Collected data

□ □ □

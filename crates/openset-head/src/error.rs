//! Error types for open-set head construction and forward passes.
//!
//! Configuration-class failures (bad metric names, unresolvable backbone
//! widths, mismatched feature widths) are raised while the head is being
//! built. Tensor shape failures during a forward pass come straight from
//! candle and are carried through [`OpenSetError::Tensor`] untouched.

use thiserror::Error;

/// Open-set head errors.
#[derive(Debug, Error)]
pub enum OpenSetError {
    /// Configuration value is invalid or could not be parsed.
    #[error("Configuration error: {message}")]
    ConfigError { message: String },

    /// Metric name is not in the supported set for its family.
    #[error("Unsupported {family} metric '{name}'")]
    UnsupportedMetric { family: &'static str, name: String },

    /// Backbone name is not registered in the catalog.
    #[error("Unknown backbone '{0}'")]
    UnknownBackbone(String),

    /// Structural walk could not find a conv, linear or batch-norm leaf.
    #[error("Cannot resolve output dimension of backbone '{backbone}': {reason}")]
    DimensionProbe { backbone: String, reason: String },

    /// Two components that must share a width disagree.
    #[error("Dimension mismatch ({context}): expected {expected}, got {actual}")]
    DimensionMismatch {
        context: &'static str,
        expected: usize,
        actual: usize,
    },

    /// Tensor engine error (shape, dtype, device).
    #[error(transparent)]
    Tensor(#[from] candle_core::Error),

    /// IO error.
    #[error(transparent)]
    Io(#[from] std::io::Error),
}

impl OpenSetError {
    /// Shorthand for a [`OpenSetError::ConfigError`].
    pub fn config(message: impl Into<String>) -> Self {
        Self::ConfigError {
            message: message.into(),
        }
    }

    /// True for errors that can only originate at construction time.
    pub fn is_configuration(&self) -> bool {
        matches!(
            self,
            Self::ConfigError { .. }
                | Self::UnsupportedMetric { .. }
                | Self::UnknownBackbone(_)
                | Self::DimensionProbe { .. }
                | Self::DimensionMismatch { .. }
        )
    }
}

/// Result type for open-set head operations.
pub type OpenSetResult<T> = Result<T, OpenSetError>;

□ □ □

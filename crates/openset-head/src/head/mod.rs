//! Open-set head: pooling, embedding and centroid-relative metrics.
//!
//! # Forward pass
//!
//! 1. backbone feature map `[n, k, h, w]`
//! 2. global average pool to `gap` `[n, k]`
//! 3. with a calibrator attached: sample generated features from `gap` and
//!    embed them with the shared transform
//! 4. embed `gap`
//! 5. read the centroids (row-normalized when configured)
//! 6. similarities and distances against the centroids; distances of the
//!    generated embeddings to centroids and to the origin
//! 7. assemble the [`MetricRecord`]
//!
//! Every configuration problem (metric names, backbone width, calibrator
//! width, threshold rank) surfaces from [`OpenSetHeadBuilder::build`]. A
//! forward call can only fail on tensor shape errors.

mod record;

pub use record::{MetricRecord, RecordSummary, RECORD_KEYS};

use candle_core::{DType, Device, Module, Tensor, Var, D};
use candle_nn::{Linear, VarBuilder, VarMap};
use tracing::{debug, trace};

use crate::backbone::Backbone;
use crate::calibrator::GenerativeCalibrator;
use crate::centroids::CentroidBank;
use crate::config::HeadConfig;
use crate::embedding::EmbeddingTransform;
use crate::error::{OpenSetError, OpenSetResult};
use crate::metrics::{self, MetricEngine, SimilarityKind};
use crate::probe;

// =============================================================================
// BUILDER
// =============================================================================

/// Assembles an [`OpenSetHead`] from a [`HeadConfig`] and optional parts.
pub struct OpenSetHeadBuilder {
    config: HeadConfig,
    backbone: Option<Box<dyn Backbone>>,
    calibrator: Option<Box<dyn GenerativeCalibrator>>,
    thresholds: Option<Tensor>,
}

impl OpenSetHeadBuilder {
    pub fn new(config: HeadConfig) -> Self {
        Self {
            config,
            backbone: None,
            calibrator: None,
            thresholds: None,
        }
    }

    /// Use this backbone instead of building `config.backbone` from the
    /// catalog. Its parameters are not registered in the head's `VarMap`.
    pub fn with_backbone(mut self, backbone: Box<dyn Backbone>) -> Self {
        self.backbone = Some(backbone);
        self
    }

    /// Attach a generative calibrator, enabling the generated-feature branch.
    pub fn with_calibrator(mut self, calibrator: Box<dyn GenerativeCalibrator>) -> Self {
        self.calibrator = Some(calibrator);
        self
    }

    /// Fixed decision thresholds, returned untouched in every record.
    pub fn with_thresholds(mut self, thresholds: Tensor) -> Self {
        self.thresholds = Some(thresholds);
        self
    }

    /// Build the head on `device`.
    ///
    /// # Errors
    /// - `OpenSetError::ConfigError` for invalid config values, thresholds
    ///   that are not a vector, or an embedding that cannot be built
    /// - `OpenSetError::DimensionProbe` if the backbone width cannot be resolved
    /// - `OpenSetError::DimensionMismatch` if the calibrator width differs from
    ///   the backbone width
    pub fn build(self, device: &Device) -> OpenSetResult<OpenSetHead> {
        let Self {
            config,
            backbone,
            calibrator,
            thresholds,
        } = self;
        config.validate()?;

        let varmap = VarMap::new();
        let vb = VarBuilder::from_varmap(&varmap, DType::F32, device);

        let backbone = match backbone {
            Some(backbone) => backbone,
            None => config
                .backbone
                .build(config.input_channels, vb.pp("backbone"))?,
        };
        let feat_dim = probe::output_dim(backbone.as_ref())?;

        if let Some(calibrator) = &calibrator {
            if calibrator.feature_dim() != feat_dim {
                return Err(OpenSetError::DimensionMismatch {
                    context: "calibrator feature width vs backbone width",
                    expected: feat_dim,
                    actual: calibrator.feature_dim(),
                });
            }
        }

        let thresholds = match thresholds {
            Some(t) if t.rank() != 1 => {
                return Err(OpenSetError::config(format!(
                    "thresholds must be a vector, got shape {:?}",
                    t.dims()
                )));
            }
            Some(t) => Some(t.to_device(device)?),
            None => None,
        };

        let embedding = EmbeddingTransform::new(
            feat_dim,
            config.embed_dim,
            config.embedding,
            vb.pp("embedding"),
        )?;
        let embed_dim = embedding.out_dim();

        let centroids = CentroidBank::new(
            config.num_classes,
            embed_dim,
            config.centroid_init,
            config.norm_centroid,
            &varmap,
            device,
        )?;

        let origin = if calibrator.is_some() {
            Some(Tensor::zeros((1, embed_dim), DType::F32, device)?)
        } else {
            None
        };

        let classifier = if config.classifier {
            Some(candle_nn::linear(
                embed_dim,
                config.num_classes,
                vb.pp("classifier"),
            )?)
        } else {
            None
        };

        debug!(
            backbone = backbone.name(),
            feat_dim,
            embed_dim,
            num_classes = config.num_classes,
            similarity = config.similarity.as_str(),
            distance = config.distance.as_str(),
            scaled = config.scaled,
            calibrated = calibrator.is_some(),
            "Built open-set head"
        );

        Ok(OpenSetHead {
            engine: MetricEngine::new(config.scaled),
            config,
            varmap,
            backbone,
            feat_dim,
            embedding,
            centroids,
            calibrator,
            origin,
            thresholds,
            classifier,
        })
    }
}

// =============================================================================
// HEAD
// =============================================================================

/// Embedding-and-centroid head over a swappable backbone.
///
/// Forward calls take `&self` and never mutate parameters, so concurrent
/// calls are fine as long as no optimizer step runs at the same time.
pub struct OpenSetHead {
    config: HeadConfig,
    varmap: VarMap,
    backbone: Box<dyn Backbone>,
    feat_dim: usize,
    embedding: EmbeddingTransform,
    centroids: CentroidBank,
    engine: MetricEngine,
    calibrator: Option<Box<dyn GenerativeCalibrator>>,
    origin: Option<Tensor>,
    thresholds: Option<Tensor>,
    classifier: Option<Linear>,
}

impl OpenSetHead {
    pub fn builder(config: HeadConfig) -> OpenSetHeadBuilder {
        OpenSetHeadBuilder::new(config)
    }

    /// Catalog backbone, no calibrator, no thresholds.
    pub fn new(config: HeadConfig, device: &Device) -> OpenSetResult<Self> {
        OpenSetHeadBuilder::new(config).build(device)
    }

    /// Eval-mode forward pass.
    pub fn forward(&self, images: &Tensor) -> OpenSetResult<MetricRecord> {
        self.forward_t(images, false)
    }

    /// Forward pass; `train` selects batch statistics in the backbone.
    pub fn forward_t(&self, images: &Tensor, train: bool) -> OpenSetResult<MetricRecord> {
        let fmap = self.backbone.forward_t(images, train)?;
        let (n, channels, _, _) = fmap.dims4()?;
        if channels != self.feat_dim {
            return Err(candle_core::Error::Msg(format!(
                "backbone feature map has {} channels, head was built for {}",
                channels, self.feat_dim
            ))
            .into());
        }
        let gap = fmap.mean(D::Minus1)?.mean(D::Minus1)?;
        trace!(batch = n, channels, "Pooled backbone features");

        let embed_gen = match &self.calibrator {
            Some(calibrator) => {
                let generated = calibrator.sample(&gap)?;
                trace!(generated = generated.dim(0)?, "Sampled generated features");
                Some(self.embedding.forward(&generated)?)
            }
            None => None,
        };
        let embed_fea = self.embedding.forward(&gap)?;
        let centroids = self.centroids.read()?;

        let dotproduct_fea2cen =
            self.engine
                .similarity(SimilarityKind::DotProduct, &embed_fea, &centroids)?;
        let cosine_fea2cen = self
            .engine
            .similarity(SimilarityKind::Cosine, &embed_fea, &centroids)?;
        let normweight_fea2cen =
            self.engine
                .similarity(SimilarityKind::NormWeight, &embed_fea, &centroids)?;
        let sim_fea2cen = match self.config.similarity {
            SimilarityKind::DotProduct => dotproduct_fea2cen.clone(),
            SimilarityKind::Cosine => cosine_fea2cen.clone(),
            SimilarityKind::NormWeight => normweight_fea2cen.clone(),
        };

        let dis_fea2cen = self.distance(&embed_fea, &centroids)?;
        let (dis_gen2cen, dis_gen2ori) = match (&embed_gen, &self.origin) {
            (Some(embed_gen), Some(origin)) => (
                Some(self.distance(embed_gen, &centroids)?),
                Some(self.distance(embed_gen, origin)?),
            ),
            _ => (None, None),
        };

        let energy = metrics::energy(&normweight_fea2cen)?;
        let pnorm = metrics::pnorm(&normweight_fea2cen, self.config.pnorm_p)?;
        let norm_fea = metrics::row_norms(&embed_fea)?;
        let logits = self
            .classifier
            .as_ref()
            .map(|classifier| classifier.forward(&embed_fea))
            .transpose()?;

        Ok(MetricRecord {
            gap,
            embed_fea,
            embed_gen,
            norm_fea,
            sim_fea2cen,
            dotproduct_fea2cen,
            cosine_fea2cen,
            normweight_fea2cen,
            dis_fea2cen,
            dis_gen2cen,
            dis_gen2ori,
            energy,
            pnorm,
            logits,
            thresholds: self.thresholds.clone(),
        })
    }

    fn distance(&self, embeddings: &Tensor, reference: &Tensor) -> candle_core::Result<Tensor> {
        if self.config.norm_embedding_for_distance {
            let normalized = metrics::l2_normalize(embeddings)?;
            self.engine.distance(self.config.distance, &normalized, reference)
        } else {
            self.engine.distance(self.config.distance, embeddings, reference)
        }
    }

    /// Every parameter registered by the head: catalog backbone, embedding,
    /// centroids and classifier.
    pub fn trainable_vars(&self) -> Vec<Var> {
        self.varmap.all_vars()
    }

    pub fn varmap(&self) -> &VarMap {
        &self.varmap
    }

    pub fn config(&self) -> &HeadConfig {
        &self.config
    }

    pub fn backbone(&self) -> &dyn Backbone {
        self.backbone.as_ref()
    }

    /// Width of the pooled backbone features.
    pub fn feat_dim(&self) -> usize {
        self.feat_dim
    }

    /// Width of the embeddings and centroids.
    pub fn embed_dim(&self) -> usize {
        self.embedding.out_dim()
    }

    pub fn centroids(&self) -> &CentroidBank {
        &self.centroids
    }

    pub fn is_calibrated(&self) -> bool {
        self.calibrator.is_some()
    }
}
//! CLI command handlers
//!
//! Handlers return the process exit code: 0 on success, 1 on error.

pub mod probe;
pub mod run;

□ □ □

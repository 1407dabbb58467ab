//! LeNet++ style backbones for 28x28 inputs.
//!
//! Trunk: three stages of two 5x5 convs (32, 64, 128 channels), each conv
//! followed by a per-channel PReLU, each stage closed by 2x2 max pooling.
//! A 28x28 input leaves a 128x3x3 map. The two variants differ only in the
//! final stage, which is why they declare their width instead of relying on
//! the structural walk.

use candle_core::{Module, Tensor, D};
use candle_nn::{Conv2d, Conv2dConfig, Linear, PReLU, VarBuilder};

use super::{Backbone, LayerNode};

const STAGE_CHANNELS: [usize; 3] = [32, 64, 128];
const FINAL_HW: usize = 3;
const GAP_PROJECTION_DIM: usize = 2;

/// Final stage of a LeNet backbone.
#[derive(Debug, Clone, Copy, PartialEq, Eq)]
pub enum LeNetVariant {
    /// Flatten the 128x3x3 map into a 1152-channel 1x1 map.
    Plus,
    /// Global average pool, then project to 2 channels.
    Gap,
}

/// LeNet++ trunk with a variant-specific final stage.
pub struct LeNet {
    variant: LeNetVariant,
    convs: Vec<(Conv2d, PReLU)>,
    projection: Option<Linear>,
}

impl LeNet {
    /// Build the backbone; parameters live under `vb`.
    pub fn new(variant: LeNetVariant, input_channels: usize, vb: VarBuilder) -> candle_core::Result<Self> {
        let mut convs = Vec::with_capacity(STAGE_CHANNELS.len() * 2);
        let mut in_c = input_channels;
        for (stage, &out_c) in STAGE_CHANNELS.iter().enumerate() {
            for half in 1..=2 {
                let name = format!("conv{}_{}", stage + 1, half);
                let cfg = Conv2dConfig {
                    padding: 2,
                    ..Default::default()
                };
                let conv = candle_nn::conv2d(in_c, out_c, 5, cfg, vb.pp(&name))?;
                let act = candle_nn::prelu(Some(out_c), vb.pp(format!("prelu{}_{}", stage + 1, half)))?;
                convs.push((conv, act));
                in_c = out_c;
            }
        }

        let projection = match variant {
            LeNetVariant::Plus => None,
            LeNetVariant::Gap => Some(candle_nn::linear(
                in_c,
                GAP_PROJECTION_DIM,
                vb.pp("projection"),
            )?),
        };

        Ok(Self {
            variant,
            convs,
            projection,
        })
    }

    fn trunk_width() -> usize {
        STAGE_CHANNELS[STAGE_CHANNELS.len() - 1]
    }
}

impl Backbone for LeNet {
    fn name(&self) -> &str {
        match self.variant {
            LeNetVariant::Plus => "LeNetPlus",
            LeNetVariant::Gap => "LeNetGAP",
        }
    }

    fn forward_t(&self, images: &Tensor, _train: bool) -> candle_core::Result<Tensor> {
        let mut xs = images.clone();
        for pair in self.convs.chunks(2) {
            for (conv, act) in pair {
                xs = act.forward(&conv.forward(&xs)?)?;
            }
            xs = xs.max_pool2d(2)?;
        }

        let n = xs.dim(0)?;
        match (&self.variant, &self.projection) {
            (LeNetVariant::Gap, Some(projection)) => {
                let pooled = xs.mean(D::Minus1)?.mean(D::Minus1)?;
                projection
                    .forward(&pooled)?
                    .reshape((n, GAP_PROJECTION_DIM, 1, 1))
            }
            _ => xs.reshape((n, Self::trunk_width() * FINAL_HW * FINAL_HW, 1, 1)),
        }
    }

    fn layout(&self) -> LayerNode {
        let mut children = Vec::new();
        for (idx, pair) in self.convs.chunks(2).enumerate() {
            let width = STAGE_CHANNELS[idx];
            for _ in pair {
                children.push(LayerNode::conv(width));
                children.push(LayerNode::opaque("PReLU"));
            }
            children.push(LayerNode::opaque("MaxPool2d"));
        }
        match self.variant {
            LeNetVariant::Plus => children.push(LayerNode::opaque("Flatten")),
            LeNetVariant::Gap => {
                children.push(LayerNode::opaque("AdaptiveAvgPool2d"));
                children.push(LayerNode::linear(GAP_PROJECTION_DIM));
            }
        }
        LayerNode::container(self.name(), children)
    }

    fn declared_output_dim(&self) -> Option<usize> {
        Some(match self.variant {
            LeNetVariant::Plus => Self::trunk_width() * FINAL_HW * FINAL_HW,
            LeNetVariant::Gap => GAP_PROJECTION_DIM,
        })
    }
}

□ □ □

* Instructions for the task *
The answer is a number alone: how many lines of the data contain the string "invalid"?

* Answer for this exercise *
2